** The input follows **

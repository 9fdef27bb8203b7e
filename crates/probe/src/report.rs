//! Human and JSON rendering of probe results

use descriptor::{DeviceDescriptor, DeviceIdentifier, DeviceLocation, DeviceSummary, class_name};
use serde::Serialize;
use session::{DeviceSession, UsbHandle};
use std::fmt;
use tracing::debug;

/// String descriptors referenced by the device descriptor
#[derive(Debug, Clone, Default, PartialEq, Eq, Serialize)]
pub struct DeviceStrings {
    pub manufacturer: Option<String>,
    pub product: Option<String>,
    pub serial_number: Option<String>,
}

impl DeviceStrings {
    /// Read whichever strings the descriptor points at
    ///
    /// A string the device refuses to return is left out.
    pub fn read<H: UsbHandle>(session: &DeviceSession<H>, descriptor: &DeviceDescriptor) -> Self {
        let read = |index: Option<u8>| {
            index.and_then(|i| match session.read_string_descriptor(i) {
                Ok(s) => Some(s),
                Err(e) => {
                    debug!("{}", e);
                    None
                }
            })
        };

        Self {
            manufacturer: read(descriptor.manufacturer_string_index()),
            product: read(descriptor.product_string_index()),
            serial_number: read(descriptor.serial_number_string_index()),
        }
    }
}

/// Everything learned about a device in one probe run
#[derive(Debug, Clone, Serialize)]
pub struct ProbeReport {
    pub identifier: DeviceIdentifier,
    pub location: DeviceLocation,
    pub interface: u8,
    pub configuration: u8,
    pub kernel_driver_detached: bool,
    pub descriptor: DeviceDescriptor,
    pub strings: DeviceStrings,
}

impl ProbeReport {
    pub fn to_json(&self) -> serde_json::Result<String> {
        serde_json::to_string_pretty(self)
    }
}

impl fmt::Display for ProbeReport {
    fn fmt(&self, f: &mut fmt::Formatter<'_>) -> fmt::Result {
        let d = &self.descriptor;
        let s = &self.strings;

        writeln!(
            f,
            "Device [{}] at {} ({})",
            self.identifier, self.location, self.location.speed
        )?;
        writeln!(
            f,
            "  Interface {} claimed under configuration {}{}",
            self.interface,
            self.configuration,
            if self.kernel_driver_detached {
                ", kernel driver detached"
            } else {
                ""
            }
        )?;
        writeln!(f, "Device descriptor:")?;
        writeln!(f, "  bLength             {}", d.length)?;
        writeln!(f, "  bDescriptorType     {}", d.descriptor_type)?;
        writeln!(f, "  bcdUSB              {}", d.usb_version)?;
        writeln!(
            f,
            "  bDeviceClass        {} {}",
            d.device_class,
            class_name(d.device_class)
        )?;
        writeln!(f, "  bDeviceSubClass     {}", d.device_sub_class)?;
        writeln!(f, "  bDeviceProtocol     {}", d.device_protocol)?;
        writeln!(f, "  bMaxPacketSize0     {}", d.max_packet_size_0)?;
        writeln!(f, "  idVendor            {:#06x}", d.vendor_id)?;
        writeln!(f, "  idProduct           {:#06x}", d.product_id)?;
        writeln!(f, "  bcdDevice           {}", d.device_version)?;
        write_string_field(f, "iManufacturer", d.manufacturer_index, &s.manufacturer)?;
        write_string_field(f, "iProduct", d.product_index, &s.product)?;
        write_string_field(f, "iSerial", d.serial_number_index, &s.serial_number)?;
        writeln!(f, "  bNumConfigurations  {}", d.num_configurations)?;
        write!(f, "Device reported its revision [{}]", d.device_version)
    }
}

fn write_string_field(
    f: &mut fmt::Formatter<'_>,
    name: &str,
    index: u8,
    value: &Option<String>,
) -> fmt::Result {
    match value {
        Some(v) => writeln!(f, "  {:<20}{} {}", name, index, v),
        None => writeln!(f, "  {:<20}{}", name, index),
    }
}

/// One line per attached device, lsusb style
pub fn render_listing(devices: &[DeviceSummary]) -> String {
    if devices.is_empty() {
        return "No USB devices found.".to_string();
    }

    devices
        .iter()
        .map(|d| format!("{} ID {} ({})", d.location, d.identifier, d.location.speed))
        .collect::<Vec<_>>()
        .join("\n")
}
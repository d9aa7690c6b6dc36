use std::collections::BTreeMap;
use std::path::{Path, PathBuf};
use std::process;
use std::time::Duration;

use anyhow::{Context, Result};
use clap::{Parser, Subcommand};
use mdpub_config::Config;
use mdpub_engine::{
    DemoteStyle, DiffEngine, ExtractOptions, Exporter, Extractor, FileRepository, OutputFormat,
    ParserPreset, Pipeline, PipelineOptions, Repository, Status, VersionTracker, discover_sources,
};

#[derive(Parser)]
#[command(
    name = "mdpub",
    version,
    about = "Publish markdown and MDX with versioned, hash-tracked history"
)]
struct Cli {
    /// Config file (defaults to ./mdpub.toml)
    #[arg(long, global = true)]
    config: Option<PathBuf>,

    /// Deepest heading level that opens a section
    #[arg(long, global = true)]
    max_nesting: Option<u8>,

    /// Output format: md or mdx
    #[arg(long, global = true)]
    format: Option<String>,

    /// Parser preset: commonmark or gfm-like
    #[arg(long, global = true)]
    preset: Option<String>,

    /// Version store directory
    #[arg(long, global = true)]
    store_dir: Option<PathBuf>,

    /// Debug logging
    #[arg(short, long, global = true)]
    verbose: bool,

    #[command(subcommand)]
    command: Command,
}

#[derive(Subcommand)]
enum Command {
    /// Extract, version and export a file or directory tree
    Build {
        path: PathBuf,

        /// Export root (overrides output_dir)
        #[arg(long)]
        out_dir: Option<PathBuf>,

        /// Export unchanged documents too
        #[arg(long)]
        force: bool,

        /// Write a unified diff next to every updated document
        #[arg(long)]
        diff: bool,
    },

    /// Print the JSON sidecar of one document without storing anything
    Extract { path: PathBuf },

    /// List the stored versions of a document
    History { identity: String },

    /// Unified diff between two stored versions
    Diff {
        identity: String,
        from: u32,
        to: u32,

        /// Context lines around each change
        #[arg(long)]
        context: Option<usize>,
    },

    /// Make an earlier version the latest again
    Revert { identity: String, version: u32 },

    /// List stored documents grouped by collection
    List,
}

/// Effective settings: config file and environment, then CLI flags.
struct Settings {
    config: Config,
    extract: ExtractOptions,
    exporter: Exporter,
}

impl Settings {
    fn resolve(cli: &Cli) -> Result<Self> {
        let mut config = Config::load(cli.config.as_deref()).context("Failed to load config")?;
        if let Some(max_nesting) = cli.max_nesting {
            config.max_nesting = max_nesting;
        }
        if let Some(format) = &cli.format {
            config.output_format = format.clone();
        }
        if let Some(preset) = &cli.preset {
            config.parser_preset = preset.clone();
        }
        if let Some(store_dir) = &cli.store_dir {
            config.store_dir = store_dir.clone();
        }

        let format: OutputFormat = config.output_format.parse()?;
        let demote_style: DemoteStyle = config.demote_style.parse()?;
        let preset: ParserPreset = config.parser_preset.parse()?;

        Ok(Self {
            extract: ExtractOptions {
                max_nesting: config.max_nesting,
                preset,
            },
            exporter: Exporter::new(format, demote_style),
            config,
        })
    }

    fn repository(&self) -> FileRepository {
        FileRepository::new(&self.config.store_dir)
            .with_timeout(Duration::from_millis(self.config.repository_timeout_ms))
    }
}

fn main() {
    let cli = Cli::parse();

    let level = if cli.verbose {
        log::LevelFilter::Debug
    } else {
        log::LevelFilter::Info
    };
    env_logger::Builder::new()
        .filter_level(level)
        .parse_default_env()
        .init();

    match run(cli) {
        Ok(code) => process::exit(code),
        Err(e) => {
            eprintln!("Error: {e:#}");
            process::exit(1);
        }
    }
}

fn run(cli: Cli) -> Result<i32> {
    let settings = Settings::resolve(&cli)?;
    log::debug!("store: {}", settings.config.store_dir.display());

    match cli.command {
        Command::Build {
            path,
            out_dir,
            force,
            diff,
        } => build(&settings, &path, out_dir, force, diff),
        Command::Extract { path } => extract(&settings, &path),
        Command::History { identity } => history(&settings, &identity),
        Command::Diff {
            identity,
            from,
            to,
            context,
        } => {
            let context = context.unwrap_or(settings.config.diff_context);
            diff(&settings, &identity, from, to, context)
        }
        Command::Revert { identity, version } => revert(&settings, &identity, version),
        Command::List => list(&settings),
    }
}

fn build(
    settings: &Settings,
    path: &Path,
    out_dir: Option<PathBuf>,
    force: bool,
    write_diffs: bool,
) -> Result<i32> {
    let output_dir = out_dir.unwrap_or_else(|| settings.config.output_dir.clone());
    let exclude = [output_dir.clone(), settings.config.store_dir.clone()];
    let sources = discover_sources(path, &exclude)
        .with_context(|| format!("Failed to find sources in {}", path.display()))?;
    log::info!(
        "building {} documents from {}",
        sources.files.len(),
        sources.root.display()
    );

    let repo = settings.repository();
    let options = PipelineOptions {
        extract: settings.extract,
        exporter: settings.exporter,
        output_dir,
        workers: settings.config.workers,
        reconcile_retries: settings.config.reconcile_retries,
        force_export: force,
        write_diffs,
        diff_context: settings.config.diff_context,
    };
    let report = Pipeline::new(&repo, options).run(&sources);

    for document in &report.documents {
        let outcome = document
            .outcome
            .map(|o| o.to_string())
            .unwrap_or_else(|| "-".to_string());
        match document.status {
            Status::Error => println!(
                "error    {}: {}",
                document.path,
                document.error.as_deref().unwrap_or("unknown error")
            ),
            Status::Warning => println!(
                "warning  {} ({outcome}, {} warnings)",
                document.path,
                document.warnings.len()
            ),
            Status::Success => println!("ok       {} ({outcome})", document.path),
        }
    }
    println!(
        "{} ok, {} with warnings, {} failed",
        report.count(Status::Success),
        report.count(Status::Warning),
        report.count(Status::Error)
    );

    Ok(report.exit_code())
}

fn extract(settings: &Settings, path: &Path) -> Result<i32> {
    let sources = discover_sources(path, &[])
        .with_context(|| format!("Failed to read {}", path.display()))?;
    let Some(file) = sources.files.first() else {
        anyhow::bail!("No markdown source found at {}", path.display());
    };

    let model = Extractor::new(settings.extract)
        .extract_file(file, &sources.root)
        .with_context(|| format!("Failed to extract {}", path.display()))?;
    println!("{}", settings.exporter.sidecar(&model, &[])?);
    Ok(0)
}

fn history(settings: &Settings, identity: &str) -> Result<i32> {
    let versions = settings
        .repository()
        .history(identity)
        .with_context(|| format!("Failed to read history of {identity}"))?;
    if versions.is_empty() {
        anyhow::bail!("No versions stored for {identity}");
    }

    println!("document {}", versions[0].document_id);
    for version in &versions {
        println!(
            "{:>4}  {}  {}",
            version.label(),
            version.created_at.to_rfc3339(),
            version.hash
        );
    }
    Ok(0)
}

fn diff(settings: &Settings, identity: &str, from: u32, to: u32, context: usize) -> Result<i32> {
    let (lines, summary) = DiffEngine::new(context)
        .diff_versions(&settings.repository(), identity, from, to)
        .with_context(|| format!("Failed to diff {identity} v{from}..v{to}"))?;

    for line in &lines {
        println!("{line}");
    }
    log::info!(
        "{} added, {} deleted, {} unchanged",
        summary.added,
        summary.deleted,
        summary.unchanged
    );
    Ok(0)
}

fn revert(settings: &Settings, identity: &str, version: u32) -> Result<i32> {
    let outcome = VersionTracker::new(settings.exporter)
        .revert(identity, version, &settings.repository())
        .with_context(|| format!("Failed to revert {identity} to v{version}"))?;
    println!("{identity}: {outcome}");
    Ok(0)
}

fn list(settings: &Settings) -> Result<i32> {
    let identities = settings
        .repository()
        .identities()
        .context("Failed to list stored documents")?;

    for (collection, members) in collections(&identities) {
        println!("{collection}/");
        for identity in members {
            println!("  {identity}");
        }
    }
    Ok(0)
}

/// Group identities by their top-level directory; top-level files go under
/// `.`.
fn collections(identities: &[String]) -> BTreeMap<&str, Vec<&str>> {
    let mut groups: BTreeMap<&str, Vec<&str>> = BTreeMap::new();
    for identity in identities {
        let collection = match identity.split_once('/') {
            Some((dir, _)) => dir,
            None => ".",
        };
        groups.entry(collection).or_default().push(identity);
    }
    groups
}

#[cfg(test)]
mod tests {
    use super::*;

    #[test]
    fn test_cli_parses_build_flags() {
        let cli = Cli::try_parse_from([
            "mdpub", "--max-nesting", "2", "build", "docs", "--out-dir", "site", "--force",
        ])
        .unwrap();

        assert_eq!(cli.max_nesting, Some(2));
        match cli.command {
            Command::Build {
                path,
                out_dir,
                force,
                diff,
            } => {
                assert_eq!(path, PathBuf::from("docs"));
                assert_eq!(out_dir, Some(PathBuf::from("site")));
                assert!(force);
                assert!(!diff);
            }
            _ => panic!("expected build"),
        }
    }

    #[test]
    fn test_flags_override_config_file() {
        let dir = tempfile::tempdir().unwrap();
        let config_file = dir.path().join("mdpub.toml");
        std::fs::write(&config_file, "max_nesting = 4\noutput_format = \"mdx\"\n").unwrap();
        let config_arg = config_file.to_string_lossy().to_string();

        let cli = Cli::try_parse_from([
            "mdpub",
            "--config",
            config_arg.as_str(),
            "--format",
            "md",
            "list",
        ])
        .unwrap();
        let settings = Settings::resolve(&cli).unwrap();

        assert_eq!(settings.extract.max_nesting, 4);
        assert_eq!(settings.exporter.format(), OutputFormat::Md);
    }

    #[test]
    fn test_unknown_format_is_rejected() {
        let cli = Cli::try_parse_from(["mdpub", "--format", "html", "list"]).unwrap();
        assert!(Settings::resolve(&cli).is_err());
    }

    #[test]
    fn test_collections_group_by_top_level_directory() {
        let identities = vec![
            "guides/install.md".to_string(),
            "guides/usage/flags.md".to_string(),
            "index.md".to_string(),
        ];

        let groups = collections(&identities);

        assert_eq!(groups["."], vec!["index.md"]);
        assert_eq!(
            groups["guides"],
            vec!["guides/install.md", "guides/usage/flags.md"]
        );
    }

    #[test]
    fn test_build_then_history_round_trip() {
        let src = tempfile::tempdir().unwrap();
        let work = tempfile::tempdir().unwrap();
        std::fs::write(src.path().join("a.md"), "# A\n\nbody\n").unwrap();
        let store = work.path().join("store");
        let out = work.path().join("dist");
        let missing = work.path().join("missing.toml").to_string_lossy().into_owned();
        let store_arg = store.to_string_lossy().into_owned();

        let cli = Cli::try_parse_from([
            "mdpub",
            "--config",
            missing.as_str(),
            "--store-dir",
            store_arg.as_str(),
            "list",
        ])
        .unwrap();
        let settings = Settings::resolve(&cli).unwrap();

        let code = build(&settings, src.path(), Some(out.clone()), false, false).unwrap();

        assert_eq!(code, 0);
        assert!(out.join("a.mdx").is_file());
        assert_eq!(settings.repository().identities().unwrap(), vec!["a.md"]);
        assert_eq!(history(&settings, "a.md").unwrap(), 0);
    }
}
impl Frame {
    fn name(&self) -> String {
        match self {
            Frame::Paragraph(_) => "paragraph".into(),
            Frame::Heading { level, .. } => format!("heading {level}"),
            Frame::Code { .. } => "code block".into(),
            Frame::List { .. } => "list".into(),
            Frame::Item { .. } => "list item".into(),
            Frame::Table { .. } => "table".into(),
            Frame::Row { head: true, .. } => "table head".into(),
            Frame::Row { head: false, .. } => "table row".into(),
            Frame::Cell(_) => "table cell".into(),
            Frame::Span { marker } => format!("inline `{marker}`"),
            Frame::Link { .. } => "link".into(),
            Frame::Image { .. } => "image".into(),
            Frame::Unsupported { element } => (*element).into(),
        }
    }

    fn closes_with(&self, end: &TagEnd) -> bool {
        match self {
            Frame::Paragraph(_) => matches!(end, TagEnd::Paragraph),
            Frame::Heading { .. } => matches!(end, TagEnd::Heading(_)),
            Frame::Code { .. } => matches!(end, TagEnd::CodeBlock),
            Frame::List { .. } => matches!(end, TagEnd::List(_)),
            Frame::Item { .. } => matches!(end, TagEnd::Item),
            Frame::Table { .. } => matches!(end, TagEnd::Table),
            Frame::Row { head: true, .. } => matches!(end, TagEnd::TableHead),
            Frame::Row { head: false, .. } => matches!(end, TagEnd::TableRow),
            Frame::Cell(_) => matches!(end, TagEnd::TableCell),
            Frame::Span { .. } => matches!(
                end,
                TagEnd::Emphasis | TagEnd::Strong | TagEnd::Strikethrough
            ),
            Frame::Link { .. } => matches!(end, TagEnd::Link),
            Frame::Image { .. } => matches!(end, TagEnd::Image),
            // Unsupported containers are opaque; any non-inline end closes them.
            Frame::Unsupported { .. } => !matches!(
                end,
                TagEnd::Paragraph
                    | TagEnd::Item
                    | TagEnd::List(_)
                    | TagEnd::Emphasis
                    | TagEnd::Strong
                    | TagEnd::Strikethrough
                    | TagEnd::Link
                    | TagEnd::Image
            ),
        }
    }

    fn inline_mut(&mut self) -> Option<&mut Inline> {
        match self {
            Frame::Paragraph(inline) | Frame::Cell(inline) | Frame::Heading { inline, .. } => {
                Some(inline)
            }
            _ => None,
        }
    }

    /// Frames that live inside a text target rather than holding one.
    fn is_inline_markup(&self) -> bool {
        matches!(
            self,
            Frame::Span { .. } | Frame::Link { .. } | Frame::Image { .. }
        )
    }
}

/// Converts tokenizer events into blocks, one [`push`](Self::push) at a time.
#[derive(Debug, Default)]
pub struct BlockBuilder {
    stack: Vec<Frame>,
    out: Vec<Block>,
    warnings: Vec<ExtractionWarning>,
}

** End of The input **

### [What the task asks]
Among the lines of the data, some may include "return" as a word or string; report how many, and nothing else.

### [Response to the task]
2